Major Accountabilities

- Develop, implement and maintain the local Quality Management System (QMS), also covering all necessary GXP- s, norms, regulations and standards related to the scope of the affiliate business.

- Ensure that Corporate Procedures and Standards are properly deployed in to the local QMS and managed according.

- Creation, implementation and maintenance of SOPs to ensure their implementation through training and inspection activities involving the business units and third parties.

- Audits: Prepare, conduct and report internal/ external audits.

- Ensure the implementation and enforcement of good practices for the affiliate and third parties contracted.

- Develop, support and/or participate in CAPA plans generated from these audits.

- Ensure Third Parties are properly qualified, monitored and processes are compliant with Alcon Quality requirements (warehouse, distribution, redress/relabeling, etc.).

- Guarantee that products are storage properly, respecting their label statements, also handled, distributed and transported under their requirements.

- Investigate, when necessary, customer complaints related to product quality.

- Ensure that products received are in compliance with Alcon and local regulatory requirements, stored, handled and distributed properly.

- Investigate quality issues and/or review results provided by other departments.

- Manage deviations and Change Control.

- Escalate potential issues to Corporate QA.

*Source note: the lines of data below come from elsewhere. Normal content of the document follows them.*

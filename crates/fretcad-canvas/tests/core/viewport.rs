use std::sync::Arc;

use fretcad_canvas::{CanvasConfig, DisplaySettings, Point, PointerState, Size, ViewportController};
use fretcad_core::{shared, AppEvent, EventBus, EventBusConfig, Pane, ViewportEvent};

fn recording_bus() -> Arc<EventBus> {
    Arc::new(EventBus::with_config(EventBusConfig {
        enable_history: true,
        ..Default::default()
    }))
}

fn viewport(pane: Pane, show_rulers: bool, bus: Arc<EventBus>) -> ViewportController {
    let display = shared(DisplaySettings {
        show_rulers,
        ..Default::default()
    });
    ViewportController::new(pane, CanvasConfig::default(), display, bus)
}

#[test]
fn test_viewport_creation() {
    let vp = viewport(Pane::Top, true, recording_bus());
    assert_eq!(vp.zoom(), 1.0);
    assert_eq!(vp.pan(), Point::ORIGIN);
    assert_eq!(vp.dimensions(), Size::ZERO);
    assert_eq!(vp.pointer_state(), PointerState::Idle);
    assert_eq!(vp.ruler_inset(), 20.0);
}

#[test]
fn test_center_view_top_pane() {
    let mut vp = viewport(Pane::Top, true, recording_bus());
    vp.set_dimensions(Size::new(1000.0, 800.0));

    // Width-limited: 1000 / (3840 * 1.1)
    assert!((vp.zoom() - 0.2367).abs() < 0.0001);
    // Design centre (1920, 0) lands at the pane centre in pan space
    let centre_x = 1920.0 * vp.zoom() + vp.pan().x;
    let centre_y = 0.0 * vp.zoom() + vp.pan().y;
    assert!((centre_x - 500.0).abs() < 0.01);
    assert!((centre_y - 400.0).abs() < 0.01);
    assert_eq!(vp.zoom_percent(), 24);
}

#[test]
fn test_center_view_side_pane() {
    let mut vp = viewport(Pane::Side, true, recording_bus());
    vp.set_dimensions(Size::new(1000.0, 200.0));

    let zoom = (1000.0 / (3840.0 * 1.1_f64)).min(200.0 / (192.0 * 1.1));
    assert!((vp.zoom() - zoom).abs() < 1e-9);
    let centre_y = 96.0 * vp.zoom() + vp.pan().y;
    assert!((centre_y - 100.0).abs() < 0.01);
}

#[test]
fn test_center_view_clamps_to_max_zoom() {
    let mut vp = viewport(Pane::Side, false, recording_bus());
    vp.set_dimensions(Size::new(40000.0, 4000.0));
    assert_eq!(vp.zoom(), 4.0);
}

#[test]
fn test_wheel_zoom_without_rulers() {
    let mut vp = viewport(Pane::Top, false, recording_bus());
    vp.wheel(-100.0, Point::new(100.0, 100.0));
    assert!((vp.zoom() - 1.1).abs() < 1e-12);
    assert!((vp.pan().x + 10.0).abs() < 1e-9);
    assert!((vp.pan().y + 10.0).abs() < 1e-9);

    vp.wheel(100.0, Point::new(100.0, 100.0));
    assert!((vp.zoom() - 0.99).abs() < 1e-12);
}

#[test]
fn test_wheel_zoom_keeps_logical_point_under_cursor() {
    let mut vp = viewport(Pane::Top, true, recording_bus());
    vp.set_pan(Point::new(-120.0, 340.0));
    let cursor = Point::new(412.0, 95.0);
    let before = vp.transform().screen_to_logical(cursor);

    for _ in 0..5 {
        vp.wheel(-1.0, cursor);
    }
    let after = vp.transform().screen_to_logical(cursor);
    assert!((before.x - after.x).abs() < 1e-6);
    assert!((before.y - after.y).abs() < 1e-6);
}

#[test]
fn test_zoom_bounds() {
    let mut vp = viewport(Pane::Top, true, recording_bus());
    for _ in 0..100 {
        vp.wheel(1.0, Point::new(50.0, 50.0));
    }
    assert_eq!(vp.zoom(), 0.2);
    for _ in 0..100 {
        vp.zoom_in();
    }
    assert_eq!(vp.zoom(), 4.0);
    vp.set_zoom(f64::NAN);
    assert_eq!(vp.zoom(), 4.0);
}

#[test]
fn test_pan_events_published() {
    let bus = recording_bus();
    let mut vp = viewport(Pane::Top, true, Arc::clone(&bus));
    vp.pointer_down(Point::new(0.0, 0.0));
    vp.pointer_move(Point::new(5.0, 0.0));
    vp.pointer_move(Point::new(5.0, 0.0));
    vp.pointer_up();

    let history = bus.history();
    assert_eq!(
        history,
        vec![AppEvent::Viewport(ViewportEvent::PanChanged {
            pane: Pane::Top,
            x: 5.0,
            y: 0.0
        })]
    );
}

#[test]
fn test_zoom_events_published() {
    let bus = recording_bus();
    let mut vp = viewport(Pane::Side, true, Arc::clone(&bus));
    vp.zoom_reset();
    assert!(bus.history().is_empty());

    vp.zoom_in();
    vp.set_dimensions(Size::new(800.0, 300.0));
    let history = bus.history();
    assert_eq!(history.len(), 2);
    assert!(matches!(
        history[0],
        AppEvent::Viewport(ViewportEvent::ZoomChanged { pane: Pane::Side, .. })
    ));
    assert!(matches!(
        history[1],
        AppEvent::Viewport(ViewportEvent::ViewCentered { pane: Pane::Side, .. })
    ));
    assert!(history.iter().all(AppEvent::requires_redraw));
}

#[test]
fn test_render_reflects_state() {
    let mut vp = viewport(Pane::Top, true, recording_bus());
    assert!(vp.render().is_empty());

    vp.set_dimensions(Size::new(640.0, 480.0));
    let list = vp.render();
    assert!(!list.is_empty());
    assert_eq!(list.texts().last(), Some(&"in"));
}

#[test]
fn test_render_after_far_pan() {
    let mut vp = viewport(Pane::Top, true, recording_bus());
    vp.set_dimensions(Size::new(800.0, 600.0));
    vp.set_pan(Point::new(1e18, -1e18));

    let list = vp.render();
    // Both rulers are beyond exact tick indices; only the unit label remains
    assert_eq!(list.texts(), vec!["in"]);
}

- Ensure that the Annual Quality Risk Assessment is performed properly and in time.

- Conduct training for quality compliance requirements as applicable and needed.

- Leverage and synergize with resources from other Novartis divisions.

- Gather, maintain and report KPI's for quality assurance in accordance with corporate QA guidelines.

- Staff, organize, train, lead and develop a Quality Assurance department capable of carrying out the above responsibilities.

Key Performance Indicators

- All applicable QMs/QDs from the Novartis Quality Manual are authorized / implemented / Closed (QM%).

- Relevant Key Quality Indicators are implemented, regularly reviewed and reported to local and Corpo-rate Management (Cockpit).

- Issues are adequately/timely escalated and CAPAs implemented.

- Proper and timely completion of the NVS Annual Quality Risk Assessment.

- Regulatory inspections are effectively prepared, managed and followed up (#Inspections).

- Internal and External audit outcomes (Panned vs Performed)

Ideal Background

Education: Minimum Required: BS Degree in Engineering or Scientific field

- Preferred Level: BS in scientific discipline + MBA

Skills:

- Fluent in English both in spoken and written.

- Computer literacy with standard software platforms

- Quality Assurance

- Quality Auditor

Key Competencies/Behaviours: - Results Driven

- Leadership

- Problem solving and analysis

- People and results oriented style

- Customer / Quality Focus

- Empowerment / Accountability

- Mutual Respect / Trust / Loyalty

- Integrity, responsive, high commitment

Experience:

- Minimum Required:

- 7 years experience in regulated Industry (Devices or Drugs) with GxP experience, 3rd party management and quality auditing.

- Knowledge of FDA- s, EU`s, GMP- s, ISO 13.485 and local regulatory standards (As applicable)

- Two (2) years of relevant experience as Quality Manager

- Experience leading people and teams.

- Knowledge of Pharmacovigilance regulations.

- Experience as Internal Auditor

- Preferred Level:

- 9+ years practical experience in regulated industry with solid experience of pharma and medical device requirements, including supplier management for large multinational company (ies).

- Solid experience leading people, project management and cross-functional associates.